ESCONDIDO - Advocates of an emergency homeless shelter in Escondido may be facing another collision with the City Council next week.
The Salvation Army and Interfaith Community Services are preparing to return to the council on Jan. 10 with a request to continue operating inland North County's only walk-in homeless shelter on Las Villas Way, near El Norte and Centre City parkways.
Without taking a formal vote, a majority of the council said Dec. 20 that they couldn't support the request because Escondido does more than its fair share for the homeless in North County.
The next day, the Salvation Army found a way to open the 50-bed Escondido shelter by starting the schedule early for a previously planned rotating shelter.
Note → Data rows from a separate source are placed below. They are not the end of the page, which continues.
// config.rs

use std::path::PathBuf;
use tracing::warn;

const DEFAULT_PROMPT: &str = "$ ";

/// Startup settings taken from the environment.
#[derive(Clone, Debug, PartialEq, Eq)]
pub struct ShellConfig {
    pub histfile: Option<PathBuf>,
    pub histfile_size: Option<usize>,
    pub prompt: String,
}

impl Default for ShellConfig {
    fn default() -> Self {
        Self {
            histfile: None,
            histfile_size: None,
            prompt: DEFAULT_PROMPT.to_string(),
        }
    }
}

impl ShellConfig {
    pub fn from_env() -> Self {
        Self::from_lookup(|key| std::env::var(key).ok())
    }

    /// Builds the config from any variable source.
    pub fn from_lookup<F>(lookup: F) -> Self
    where
        F: Fn(&str) -> Option<String>,
    {
        let histfile = lookup("HISTFILE")
            .filter(|s| !s.trim().is_empty())
            .map(PathBuf::from);
        let histfile_size = lookup("HISTFILESIZE").and_then(|raw| match raw.trim().parse() {
            Ok(n) => Some(n),
            Err(_) => {
                warn!(value = %raw, "ignoring unparsable HISTFILESIZE");
                None
            }
        });
        let prompt = lookup("PS1").unwrap_or_else(|| DEFAULT_PROMPT.to_string());
        Self { histfile, histfile_size, prompt }
    }
}
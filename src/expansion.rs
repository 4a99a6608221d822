// expansion.rs

use crate::designator::{parse_bang, parse_quick_substitution};
use crate::error::ExpansionError;
use crate::history::History;
use crate::resolver::resolve;
use tracing::debug;

/// A line ready to execute. `expanded` is set when any designator was
/// rewritten, so the caller can show the user what will run.
#[derive(Clone, Debug, PartialEq, Eq)]
pub struct ExpandedLine {
    pub text: String,
    pub expanded: bool,
}

/// Rewrites every event designator in `raw` against `history`.
///
/// The store is only read. Any failure rejects the whole line; callers must
/// neither run nor record a line that failed here.
pub fn submit_line(raw: &str, history: &History) -> Result<ExpandedLine, ExpansionError> {
    if raw.starts_with('^') {
        let parsed = parse_quick_substitution(raw)?;
        let text = resolve(&parsed, history, "")?;
        debug!(%raw, %text, "quick substitution");
        return Ok(ExpandedLine { text, expanded: true });
    }
    if !raw.contains(['!', '\\']) {
        return Ok(ExpandedLine { text: raw.to_string(), expanded: false });
    }

    let mut out = String::with_capacity(raw.len());
    let mut expanded = false;
    let mut in_single = false;
    let mut in_double = false;
    let mut i = 0;
    while let Some(ch) = raw[i..].chars().next() {
        match ch {
            '\'' if !in_double => in_single = !in_single,
            '"' if !in_single => in_double = !in_double,
            '\\' if !in_single => {
                // `\\` is a pair, so a following `!` still expands. Inside
                // double quotes the backslash stays but still blocks `!`. A
                // caret is only a trigger at the start of the line.
                let escaped = match raw[i + 1..].chars().next() {
                    Some('\\') => Some("\\\\"),
                    Some('!') if in_double => Some("\\!"),
                    Some('!') => Some("!"),
                    Some('^') if i == 0 => Some("^"),
                    _ => None,
                };
                if let Some(escaped) = escaped {
                    out.push_str(escaped);
                    i += 2;
                    continue;
                }
            }
            '!' if !in_single => {
                if let Some(parsed) = parse_bang(&raw[i..])? {
                    let text = resolve(&parsed, history, &out)?;
                    debug!(designator = %parsed.source, %text, "expanded");
                    out.push_str(&text);
                    i += parsed.span_len();
                    expanded = true;
                    continue;
                }
            }
            _ => {}
        }
        out.push(ch);
        i += ch.len_utf8();
    }
    Ok(ExpandedLine { text: out, expanded })
}
// util.rs

use std::fmt::Display;
use std::io::{ErrorKind, Result, Write};

/// Writes `line` and a newline, treating a closed reader as success.
pub fn writeln_ignore_broken_pipe<W: Write + ?Sized, S: Display>(w: &mut W, line: S) -> Result<()> {
    match writeln!(w, "{}", line).and_then(|_| w.flush()) {
        Err(ref e) if e.kind() == ErrorKind::BrokenPipe => Ok(()),
        other => other,
    }
}

#[cfg(test)]
mod tests {
    use super::*;

    #[test]
    fn writes_a_terminated_line() {
        let mut buf = Vec::new();
        writeln_ignore_broken_pipe(&mut buf, "1 ls").unwrap();
        assert_eq!(buf, b"1 ls\n");
    }
}
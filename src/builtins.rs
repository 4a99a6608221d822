// builtins.rs

use crate::history::History;
use crate::util::writeln_ignore_broken_pipe;
use anyhow::{bail, Result};
use itertools::Itertools;
use std::env;
use std::io::Write;
use std::os::unix::fs::PermissionsExt;
use std::path::{Path, PathBuf};

pub const BUILTINS: [&str; 6] = ["echo", "exit", "type", "pwd", "cd", "history"];

/// What the read loop should do after a builtin returns.
#[derive(Clone, Copy, PartialEq, Eq, Debug)]
pub enum Flow {
    Continue,
    Exit(i32),
}

pub fn is_builtin(name: &str) -> bool {
    BUILTINS.contains(&name)
}

/// Runs builtin `words[0]`. Errors are returned for the caller to report.
pub fn run_builtin<W: Write>(words: &[String], history: &mut History, out: &mut W) -> Result<Flow> {
    let Some(command) = words.first() else {
        return Ok(Flow::Continue);
    };
    let args = &words[1..];
    match command.as_str() {
        "exit" => {
            let code = match args.first() {
                Some(raw) => match raw.parse::<i32>() {
                    Ok(code) => code,
                    Err(_) => bail!("exit: {}: numeric argument required", raw),
                },
                None => 0,
            };
            return Ok(Flow::Exit(code));
        }
        "echo" => writeln_ignore_broken_pipe(out, args.iter().join(" "))?,
        "type" => {
            for name in args {
                if is_builtin(name) {
                    writeln_ignore_broken_pipe(out, format!("{} is a shell builtin", name))?;
                } else if let Some(path) = find_in_path(name) {
                    writeln_ignore_broken_pipe(out, format!("{} is {}", name, path.display()))?;
                } else {
                    writeln_ignore_broken_pipe(out, format!("{}: not found", name))?;
                }
            }
        }
        "pwd" => {
            let cwd = env::current_dir()?;
            writeln_ignore_broken_pipe(out, cwd.display())?;
        }
        "cd" => change_dir(args.first().map(String::as_str))?,
        "history" => run_history(args, history, out)?,
        other => bail!("{}: not a builtin", other),
    }
    Ok(Flow::Continue)
}

fn change_dir(arg: Option<&str>) -> Result<()> {
    let home = env::var_os("HOME").map(PathBuf::from);
    let target = match arg {
        None | Some("~") => match home {
            Some(home) => home,
            None => bail!("cd: HOME not set"),
        },
        Some(dir) => match (dir.strip_prefix("~/"), home) {
            (Some(rest), Some(home)) => home.join(rest),
            _ => PathBuf::from(dir),
        },
    };
    if env::set_current_dir(&target).is_err() {
        bail!("cd: {}: No such file or directory", target.display());
    }
    Ok(())
}

fn run_history<W: Write>(args: &[String], history: &mut History, out: &mut W) -> Result<()> {
    match args {
        [] => print_entries(history.list_entries(), out),
        [flag] if flag == "-c" => {
            history.clear();
            Ok(())
        }
        [flag, file] if flag == "-r" => history.load_from(Path::new(file)).map(drop),
        [flag, file] if flag == "-w" => history.save_to(Path::new(file), None),
        [flag, file] if flag == "-a" => history.append_new_to(Path::new(file)).map(drop),
        [count] => match count.parse::<usize>() {
            Ok(n) => print_entries(history.tail(n), out),
            Err(_) => bail!("history: {}: numeric argument required", count),
        },
        _ => bail!("history: usage: history [-c] [N] [-r|-w|-a FILE]"),
    }
}

fn print_entries<'a, W: Write>(
    entries: impl Iterator<Item = (usize, &'a str)>,
    out: &mut W,
) -> Result<()> {
    for (index, text) in entries {
        writeln_ignore_broken_pipe(out, format!("{} {}", index, text))?;
    }
    Ok(())
}

/// First executable file named `name` on `PATH`.
pub fn find_in_path(name: &str) -> Option<PathBuf> {
    let path = env::var_os("PATH")?;
    env::split_paths(&path)
        .map(|dir| dir.join(name))
        .find(|candidate| {
            std::fs::metadata(candidate)
                .map(|m| m.is_file() && m.permissions().mode() & 0o111 != 0)
                .unwrap_or(false)
        })
}

#[cfg(test)]
mod tests {
    use super::*;

    fn words(line: &str) -> Vec<String> {
        line.split_whitespace().map(String::from).collect()
    }

    fn run(line: &str, history: &mut History) -> (Flow, String) {
        let mut out = Vec::new();
        let flow = run_builtin(&words(line), history, &mut out).unwrap();
        (flow, String::from_utf8(out).unwrap())
    }

    #[test]
    fn history_lists_index_and_text() {
        let mut h = History::new();
        for line in ["ls", "cd", "pwd", "history"] {
            h.append(line);
        }
        let (_, out) = run("history", &mut h);
        assert_eq!(out, "1 ls\n2 cd\n3 pwd\n4 history\n");
        let (_, out) = run("history 2", &mut h);
        assert_eq!(out, "3 pwd\n4 history\n");
    }

    #[test]
    fn history_clear_and_file_round_trip() {
        let dir = tempfile::tempdir().unwrap();
        let file = dir.path().join("saved");
        let file = file.to_str().unwrap();
        let mut h = History::new();
        h.append("echo one");
        h.append("echo two");
        run(&format!("history -w {}", file), &mut h);
        run("history -c", &mut h);
        assert!(h.is_empty());
        run(&format!("history -r {}", file), &mut h);
        let (_, out) = run("history", &mut h);
        assert_eq!(out, "1 echo one\n2 echo two\n");
    }

    #[test]
    fn history_rejects_bad_arguments() {
        let mut h = History::new();
        let mut out = Vec::new();
        assert!(run_builtin(&words("history lots"), &mut h, &mut out).is_err());
        assert!(run_builtin(&words("history -x a b"), &mut h, &mut out).is_err());
    }

    #[test]
    fn echo_and_exit() {
        let mut h = History::new();
        assert_eq!(run("echo go away", &mut h), (Flow::Continue, "go away\n".to_string()));
        assert_eq!(run("exit 3", &mut h).0, Flow::Exit(3));
        assert_eq!(run("exit", &mut h).0, Flow::Exit(0));
    }

    #[test]
    fn type_reports_builtins() {
        let mut h = History::new();
        let (_, out) = run("type history", &mut h);
        assert_eq!(out, "history is a shell builtin\n");
    }
}
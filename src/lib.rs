//! An interactive shell with csh-style history expansion.
//!
//! The core is [`history::History`], the designator grammar in
//! [`designator`], lookup in [`resolver`] and the line rewriter
//! [`expansion::submit_line`]. The remaining modules form the read loop
//! that feeds lines through it.

pub mod builtins;
pub mod completion;
pub mod config;
pub mod designator;
pub mod error;
pub mod expansion;
pub mod history;
pub mod parser;
pub mod pipeline;
pub mod repl;
pub mod resolver;
pub mod util;

pub use error::{ExpansionError, ExpansionErrorKind};
pub use expansion::{submit_line, ExpandedLine};
pub use history::{History, HistoryEntry};

/// Installs the stderr log subscriber. `RUST_LOG` overrides the default
/// `warn` level.
pub fn init_logging() {
    use tracing_subscriber::{fmt, EnvFilter};

    let filter = EnvFilter::try_from_default_env().unwrap_or_else(|_| EnvFilter::new("warn"));

    fmt()
        .with_env_filter(filter)
        .with_writer(std::io::stderr)
        .with_target(true)
        .init();
}
// pipeline.rs

use crate::builtins::{is_builtin, run_builtin, Flow};
use crate::history::History;
use crate::parser::{parse_pipeline, split_commands, Pipeline, Redirect};
use crate::util::writeln_ignore_broken_pipe;
use anyhow::{Context, Result};
use nix::errno::Errno;
use nix::sys::signal::{signal, SigHandler, Signal};
use nix::sys::wait::{waitpid, WaitPidFlag, WaitStatus};
use nix::unistd::{
    close, dup2, execvp, fork, getpgrp, isatty, pipe, setpgid, tcsetpgrp, ForkResult, Pid,
};
use std::ffi::CString;
use std::fs::{File, OpenOptions};
use std::io::Write;
use std::os::unix::io::{IntoRawFd, RawFd};
use tracing::{debug, warn};

/// Ignored by an interactive shell and restored to the default in children.
const JOB_SIGNALS: [Signal; 4] = [
    Signal::SIGINT,
    Signal::SIGQUIT,
    Signal::SIGTTIN,
    Signal::SIGTTOU,
];

struct Job {
    id: usize,
    pids: Vec<Pid>,
    text: String,
}

/// Terminal ownership and the list of background jobs.
pub struct JobControl {
    shell_pgid: Pid,
    tty: Option<RawFd>,
    jobs: Vec<Job>,
    next_id: usize,
}

impl JobControl {
    /// When stdin is a terminal, puts the shell in its own process group,
    /// takes the terminal and ignores the job-control signals. Ctrl-C then
    /// only reaches the foreground job. SIGTSTP stays ignored in children
    /// too, since there is no `fg` to resume a stopped job.
    pub fn init() -> Self {
        let tty = isatty(libc::STDIN_FILENO)
            .unwrap_or(false)
            .then_some(libc::STDIN_FILENO);
        if let Some(fd) = tty {
            for sig in JOB_SIGNALS.into_iter().chain([Signal::SIGTSTP]) {
                // SAFETY: SIG_IGN runs no handler code.
                if let Err(err) = unsafe { signal(sig, SigHandler::SigIgn) } {
                    warn!(?sig, %err, "cannot ignore signal");
                }
            }
            if let Err(err) = setpgid(Pid::from_raw(0), Pid::from_raw(0)) {
                debug!(%err, "keeping inherited process group");
            }
            if let Err(err) = tcsetpgrp(fd, getpgrp()) {
                warn!(%err, "cannot take the terminal");
            }
        }
        Self {
            shell_pgid: getpgrp(),
            tty,
            jobs: Vec::new(),
            next_id: 1,
        }
    }

    /// Job control without a terminal.
    pub fn detached() -> Self {
        Self {
            shell_pgid: getpgrp(),
            tty: None,
            jobs: Vec::new(),
            next_id: 1,
        }
    }

    fn give_terminal(&self, pgid: Pid) {
        if let Some(fd) = self.tty {
            if let Err(err) = tcsetpgrp(fd, pgid) {
                debug!(%pgid, %err, "tcsetpgrp failed");
            }
        }
    }

    /// Waits for every process of a foreground job, then takes the terminal
    /// back. Returns the status of the last stage.
    fn wait_foreground(&self, pids: &[Pid]) -> Result<i32> {
        let mut status = 0;
        for &pid in pids {
            status = wait_for(pid)?;
        }
        self.give_terminal(self.shell_pgid);
        Ok(status)
    }

    fn track(&mut self, pids: Vec<Pid>, text: &str) -> usize {
        let id = self.next_id;
        self.next_id += 1;
        self.jobs.push(Job {
            id,
            pids,
            text: text.to_string(),
        });
        id
    }

    pub fn background_count(&self) -> usize {
        self.jobs.len()
    }

    /// Collects finished background jobs and returns a notice for each.
    pub fn reap(&mut self) -> Vec<String> {
        let mut done = Vec::new();
        self.jobs.retain_mut(|job| {
            job.pids.retain(|&pid| {
                matches!(
                    waitpid(pid, Some(WaitPidFlag::WNOHANG)),
                    Ok(WaitStatus::StillAlive)
                )
            });
            if job.pids.is_empty() {
                done.push(format!("[{}]  Done    {}", job.id, job.text));
                false
            } else {
                true
            }
        });
        if self.jobs.is_empty() {
            self.next_id = 1;
        }
        done
    }
}

fn wait_for(pid: Pid) -> Result<i32> {
    loop {
        match waitpid(pid, None) {
            Ok(WaitStatus::Exited(_, code)) => {
                debug!(%pid, code, "child exited");
                return Ok(code);
            }
            Ok(WaitStatus::Signaled(_, sig, _)) => {
                debug!(%pid, ?sig, "child killed by signal");
                return Ok(128 + sig as i32);
            }
            Ok(_) | Err(Errno::EINTR) => continue,
            Err(Errno::ECHILD) => return Ok(0),
            Err(err) => return Err(anyhow::Error::new(err).context("waitpid failed")),
        }
    }
}

/// Runs every command of an already expanded line.
pub fn run_line<W: Write>(
    line: &str,
    history: &mut History,
    jobs: &mut JobControl,
    out: &mut W,
) -> Flow {
    for command in split_commands(line) {
        let result = parse_pipeline(command)
            .and_then(|pipeline| run_pipeline(&pipeline, command.text, history, jobs, out));
        match result {
            Ok(Flow::Exit(code)) => return Flow::Exit(code),
            Ok(Flow::Continue) => {}
            Err(err) => eprintln!("histsh: {:#}", err),
        }
    }
    Flow::Continue
}

/// A lone foreground builtin runs inside the shell so `cd`, `exit` and
/// `history -c` take effect. Everything else is forked.
pub fn run_pipeline<W: Write>(
    pipeline: &Pipeline,
    text: &str,
    history: &mut History,
    jobs: &mut JobControl,
    out: &mut W,
) -> Result<Flow> {
    if pipeline.stages.len() == 1 && !pipeline.background && is_builtin(&pipeline.stages[0][0]) {
        return run_builtin_here(pipeline, history, out);
    }
    out.flush().ok();
    let pids = spawn(pipeline, history, jobs)?;
    if pipeline.background {
        let leader = pids[0];
        let id = jobs.track(pids, text);
        writeln_ignore_broken_pipe(out, format!("[{}] {}", id, leader))?;
    } else {
        let status = jobs.wait_foreground(&pids)?;
        debug!(status, command = text, "pipeline finished");
    }
    Ok(Flow::Continue)
}

fn run_builtin_here<W: Write>(
    pipeline: &Pipeline,
    history: &mut History,
    out: &mut W,
) -> Result<Flow> {
    let words = &pipeline.stages[0];
    let result = match &pipeline.output {
        Some(redirect) => run_builtin(words, history, &mut open_output(redirect)?),
        None => run_builtin(words, history, out),
    };
    match (&pipeline.error, result) {
        (Some(redirect), Err(err)) => {
            writeln_ignore_broken_pipe(&mut open_output(redirect)?, format!("{:#}", err))?;
            Ok(Flow::Continue)
        }
        (_, result) => result,
    }
}

fn open_output(redirect: &Redirect) -> Result<File> {
    let mut options = OpenOptions::new();
    options.create(true);
    if redirect.append {
        options.append(true);
    } else {
        options.write(true).truncate(true);
    }
    options
        .open(&redirect.path)
        .with_context(|| format!("{}: cannot open", redirect.path))
}

fn redirect_fd(file: File, target: RawFd) -> Result<()> {
    let fd = file.into_raw_fd();
    dup2(fd, target)?;
    close(fd)?;
    Ok(())
}

/// Forks one process per stage, chained with pipes, all in the process
/// group of the first stage.
fn spawn(pipeline: &Pipeline, history: &mut History, jobs: &JobControl) -> Result<Vec<Pid>> {
    let last = pipeline.stages.len() - 1;
    let mut pids: Vec<Pid> = Vec::with_capacity(pipeline.stages.len());
    let mut stdin: Option<RawFd> = None;
    for (i, words) in pipeline.stages.iter().enumerate() {
        let (next_stdin, stdout) = if i < last {
            let (read, write) = pipe().context("pipe failed")?;
            (Some(read), Some(write))
        } else {
            (None, None)
        };
        let stage = Stage {
            words,
            stdin,
            stdout,
            unused: next_stdin,
            input: if i == 0 { pipeline.input.as_ref() } else { None },
            output: if i == last { pipeline.output.as_ref() } else { None },
            error: if i == last { pipeline.error.as_ref() } else { None },
            pgid: pids.first().copied(),
            foreground: !pipeline.background,
        };
        let child = match unsafe { fork() }.context("fork failed")? {
            ForkResult::Child => {
                let code = stage.exec(history, jobs.tty);
                unsafe { libc::_exit(code) }
            }
            ForkResult::Parent { child } => child,
        };
        // The child sets its group too; whichever runs first wins.
        let group = pids.first().copied().unwrap_or(child);
        let _ = setpgid(child, group);
        if i == 0 && !pipeline.background {
            jobs.give_terminal(group);
        }
        for fd in [stdin, stdout].into_iter().flatten() {
            let _ = close(fd);
        }
        stdin = next_stdin;
        pids.push(child);
    }
    Ok(pids)
}

struct Stage<'a> {
    words: &'a [String],
    stdin: Option<RawFd>,
    stdout: Option<RawFd>,
    // Read end of this stage's own output pipe, owned by the next stage.
    unused: Option<RawFd>,
    input: Option<&'a String>,
    output: Option<&'a Redirect>,
    error: Option<&'a Redirect>,
    pgid: Option<Pid>,
    foreground: bool,
}

impl Stage<'_> {
    /// Runs in the forked child. Returns the exit code if exec did not
    /// replace the process.
    fn exec(&self, history: &mut History, tty: Option<RawFd>) -> i32 {
        let _ = setpgid(Pid::from_raw(0), self.pgid.unwrap_or(Pid::from_raw(0)));
        if let (Some(fd), true, None) = (tty, self.foreground, self.pgid) {
            let _ = tcsetpgrp(fd, getpgrp());
        }
        for sig in JOB_SIGNALS {
            // SAFETY: restores the default disposition before exec.
            let _ = unsafe { signal(sig, SigHandler::SigDfl) };
        }
        if let Err(err) = self.wire() {
            eprintln!("histsh: {:#}", err);
            return 1;
        }

        let name = &self.words[0];
        if is_builtin(name) {
            let mut stdout = std::io::stdout();
            let code = match run_builtin(self.words, history, &mut stdout) {
                Ok(Flow::Continue) => 0,
                Ok(Flow::Exit(code)) => code,
                Err(err) => {
                    eprintln!("histsh: {:#}", err);
                    1
                }
            };
            stdout.flush().ok();
            return code;
        }

        let argv = match self
            .words
            .iter()
            .map(|w| CString::new(w.as_bytes()))
            .collect::<Result<Vec<_>, _>>()
        {
            Ok(argv) => argv,
            Err(_) => {
                eprintln!("histsh: {}: argument contains a NUL byte", name);
                return 1;
            }
        };
        let _ = execvp(&argv[0], &argv);
        eprintln!("{}: command not found", name);
        127
    }

    fn wire(&self) -> Result<()> {
        if let Some(fd) = self.unused {
            let _ = close(fd);
        }
        if let Some(fd) = self.stdin {
            dup2(fd, libc::STDIN_FILENO)?;
            close(fd)?;
        }
        if let Some(fd) = self.stdout {
            dup2(fd, libc::STDOUT_FILENO)?;
            close(fd)?;
        }
        if let Some(path) = self.input {
            let file = File::open(path).with_context(|| format!("{}: cannot open", path))?;
            redirect_fd(file, libc::STDIN_FILENO)?;
        }
        if let Some(redirect) = self.output {
            redirect_fd(open_output(redirect)?, libc::STDOUT_FILENO)?;
        }
        if let Some(redirect) = self.error {
            redirect_fd(open_output(redirect)?, libc::STDERR_FILENO)?;
        }
        Ok(())
    }
}

#[cfg(test)]
mod tests {
    use super::*;
    use std::path::Path;
    use std::thread::sleep;
    use std::time::Duration;

    fn run(line: &str) -> (Flow, String) {
        let mut history = History::new();
        let mut jobs = JobControl::detached();
        let mut out = Vec::new();
        let flow = run_line(line, &mut history, &mut jobs, &mut out);
        (flow, String::from_utf8(out).unwrap())
    }

    fn quoted(path: &Path) -> String {
        format!("'{}'", path.display())
    }

    #[test]
    fn runs_each_builtin_of_a_compound_line() {
        assert_eq!(run("echo sup; echo sup; "), (Flow::Continue, "sup\nsup\n".to_string()));
    }

    #[test]
    fn exit_stops_the_line() {
        let (flow, out) = run("exit 2; echo never");
        assert_eq!(flow, Flow::Exit(2));
        assert!(out.is_empty());
    }

    #[test]
    fn builtin_output_redirection() {
        let dir = tempfile::tempdir().unwrap();
        let file = quoted(&dir.path().join("out"));
        run(&format!("echo hello > {}", file));
        run(&format!("echo more >> {}", file));
        let contents = std::fs::read_to_string(dir.path().join("out")).unwrap();
        assert_eq!(contents, "hello\nmore\n");
    }

    #[test]
    fn builtin_error_redirection() {
        let dir = tempfile::tempdir().unwrap();
        let err = dir.path().join("err");
        let (flow, _) = run(&format!("cd /no/such/dir 2> {}", quoted(&err)));
        assert_eq!(flow, Flow::Continue);
        let contents = std::fs::read_to_string(err).unwrap();
        assert!(contents.contains("No such file or directory"));
    }

    #[test]
    fn pipes_chain_builtins_and_programs() {
        let dir = tempfile::tempdir().unwrap();
        let out = dir.path().join("out");
        run(&format!("echo piped | tr a-z A-Z > {}", quoted(&out)));
        assert_eq!(std::fs::read_to_string(out).unwrap(), "PIPED\n");
    }

    #[test]
    fn input_redirection_feeds_the_first_stage() {
        let dir = tempfile::tempdir().unwrap();
        let input = dir.path().join("in");
        let out = dir.path().join("out");
        std::fs::write(&input, "b\na\n").unwrap();
        run(&format!("sort < {} > {}", quoted(&input), quoted(&out)));
        assert_eq!(std::fs::read_to_string(out).unwrap(), "a\nb\n");
    }

    #[test]
    fn background_jobs_are_reaped() {
        let mut history = History::new();
        let mut jobs = JobControl::detached();
        let mut out = Vec::new();
        run_line("true &", &mut history, &mut jobs, &mut out);
        assert!(String::from_utf8(out).unwrap().starts_with("[1] "));
        assert_eq!(jobs.background_count(), 1);

        let mut notices = Vec::new();
        for _ in 0..250 {
            notices.extend(jobs.reap());
            if jobs.background_count() == 0 {
                break;
            }
            sleep(Duration::from_millis(20));
        }
        assert_eq!(notices, vec!["[1]  Done    true".to_string()]);
    }

    #[test]
    fn each_job_runs_in_its_own_process_group() {
        let mut history = History::new();
        let jobs = JobControl::detached();
        let pipeline = parse_pipeline(split_commands("sleep 1 | sleep 1")[0]).unwrap();
        let pids = spawn(&pipeline, &mut history, &jobs).unwrap();
        let groups: Vec<Pid> = pids
            .iter()
            .map(|&pid| nix::unistd::getpgid(Some(pid)).unwrap())
            .collect();
        jobs.wait_foreground(&pids).unwrap();

        assert_eq!(groups, vec![pids[0], pids[0]]);
        assert_ne!(pids[0], getpgrp());
    }

    #[test]
    fn syntax_errors_skip_only_that_command() {
        assert_eq!(run("ls |; echo after"), (Flow::Continue, "after\n".to_string()));
    }
}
The rotating shelter, normally 12 beds, is scheduled to move to a church in Poway after Sunday.
Two City Council members, Ed Gallo and Marie Waldron, said Tuesday that the council previously rejected the request and suggested that as a matter of procedure, the issue shouldn't be coming back to the council again.
"The direction we gave was rather obvious," Gallo said. "We should have taken a vote."
Several council members said they felt manipulated by Interfaith, which closed the 50-bed winter shelter it had previously run at its Escondido headquarters to convert it into Merle's Place, transitional housing for seniors and disabled veterans.
"We go through this every winter, right before the holidays," Gallo said.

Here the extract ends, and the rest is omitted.